Perhatikan variabel dns-nameservers dan dns-search. Nilai-nilai ini harus dikonfigurasi agar mengarah kembali ke alamat IP Samba4 AD DC dan realm utama agar resolusi DNS dapat berfungsi dengan benar.
Mulai ulang daemon jaringan untuk mencerminkan perubahan. Verifikasi file /etc/resolv.conf untuk memastikan bahwa kedua nilai DNS dari antarmuka jaringan Anda diperbarui ke file ini.

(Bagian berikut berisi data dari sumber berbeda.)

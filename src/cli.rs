// command line interface

use crate::core::{Ai, Classifier, Diagnoser, SymptomReport};
use crate::output::Output;
use crate::{Provider, Server};
use clap::{Parser, Subcommand};
use miette::Result;
use tracing_subscriber::EnvFilter;

#[derive(Parser)]
#[command(name = "healthwise", about = "Health insights from your symptoms")]
struct Cli {
    /// ai provider (gemini, claude)
    #[arg(
        long,
        short = 'p',
        env = "HEALTHWISE_PROVIDER",
        default_value = "gemini",
        global = true
    )]
    provider: Provider,

    /// api key for the ai provider
    #[arg(long, short = 'k', global = true)]
    api_key: Option<String>,

    /// model name, defaults to the provider's usual one
    #[arg(long, short = 'm', env = "HEALTHWISE_MODEL", global = true)]
    model: Option<String>,

    #[command(subcommand)]
    command: Option<Commands>,
}

#[derive(Subcommand)]
enum Commands {
    /// start as http server
    Serve {
        /// port number
        #[arg(long, short, env = "PORT", default_value = "5000")]
        port: u16,

        /// host to bind
        #[arg(long, default_value = "127.0.0.1")]
        host: String,

        /// only allow this origin (with credentials) instead of any
        #[arg(long, env = "FRONTEND_URL")]
        frontend_url: Option<String>,
    },

    /// get insights for one set of symptoms and exit
    Diagnose {
        /// what you are experiencing
        #[arg(long, short)]
        symptoms: String,

        /// relevant conditions, allergies, or medications
        #[arg(long)]
        history: Option<String>,

        /// print raw json instead of cards
        #[arg(long)]
        json: bool,
    },

    /// check whether text would be accepted, without calling the ai
    Check {
        /// text to classify
        text: String,
    },
}

pub async fn run() -> Result<()> {
    dotenvy::dotenv().ok();
    let cli = Cli::parse();

    match cli.command {
        Some(Commands::Serve {
            port,
            host,
            frontend_url,
        }) => {
            init_tracing();
            let diagnoser = diagnoser(cli.provider, cli.api_key, cli.model)?;
            Ok(Server::run(diagnoser, &host, port, frontend_url.as_deref()).await?)
        }

        Some(Commands::Diagnose {
            symptoms,
            history,
            json,
        }) => {
            init_tracing();
            let diagnoser = diagnoser(cli.provider, cli.api_key, cli.model)?;
            let report = SymptomReport::new(symptoms, history);

            let result = diagnoser
                .diagnose(&report)
                .await
                .map_err(|e| miette::miette!("{}", e.detail()))?;

            if json {
                Output::raw(&result);
            } else {
                Output::pretty(&result);
            }
            Ok(())
        }

        Some(Commands::Check { text }) => {
            init_tracing();
            let classifier = Classifier::medical()?;
            Output::verdict(&classifier.classify(&text));
            Ok(())
        }

        // no subcommand: interactive mode, the tui asks for a key if it has none
        None => Ok(crate::tui::run(cli.provider, cli.api_key, cli.model).await?),
    }
}

fn diagnoser(
    provider: Provider,
    api_key: Option<String>,
    model: Option<String>,
) -> Result<Diagnoser<Ai>> {
    let ai = Ai::new(provider, api_key, model)?;
    tracing::info!(provider = provider.name(), model = ai.model(), "ai provider ready");
    Ok(Diagnoser::new(Classifier::medical()?, ai))
}

// logs go to stderr so `diagnose --json` stays pipeable
fn init_tracing() {
    let filter =
        EnvFilter::try_from_default_env().unwrap_or_else(|_| EnvFilter::new("healthwise=info"));

    tracing_subscriber::fmt()
        .with_env_filter(filter)
        .with_writer(std::io::stderr)
        .try_init()
        .ok();
}
pub const HEALTHWISE_LOGO: &[&str] = &[
    r" _  _         _ _   _        _",
    r"| || |___ __ _| | |_| |_ __ __(_)___ ___",
    r"| __ / -_) _` | |  _| ' \\ V  V / (_-</ -_)",
    r"|_||_\___\__,_|_|\__|_||_\_/\_/|_/__/\___|",
];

nano /etc/network/interfaces
Edit dan ganti dengan pengaturan IP khusus Anda:
auto ens33
iface ens33 inet static
address 192.168.1.253
netmask 255.255.255.0
brodcast 192.168.1.1
gateway 192.168.1.1
dns-nameservers 192.168.1.254
dns-search tecmint.lan
Mulai ulang layanan jaringan dan konfirmasi perubahan.
systemctl restart networking.service
cat /etc/resolv.conf
Nilai dns-search akan secara otomatis menambahkan nama domain ketika Anda menanyakan host berdasarkan nama pendeknya (akan membentuk FQDN).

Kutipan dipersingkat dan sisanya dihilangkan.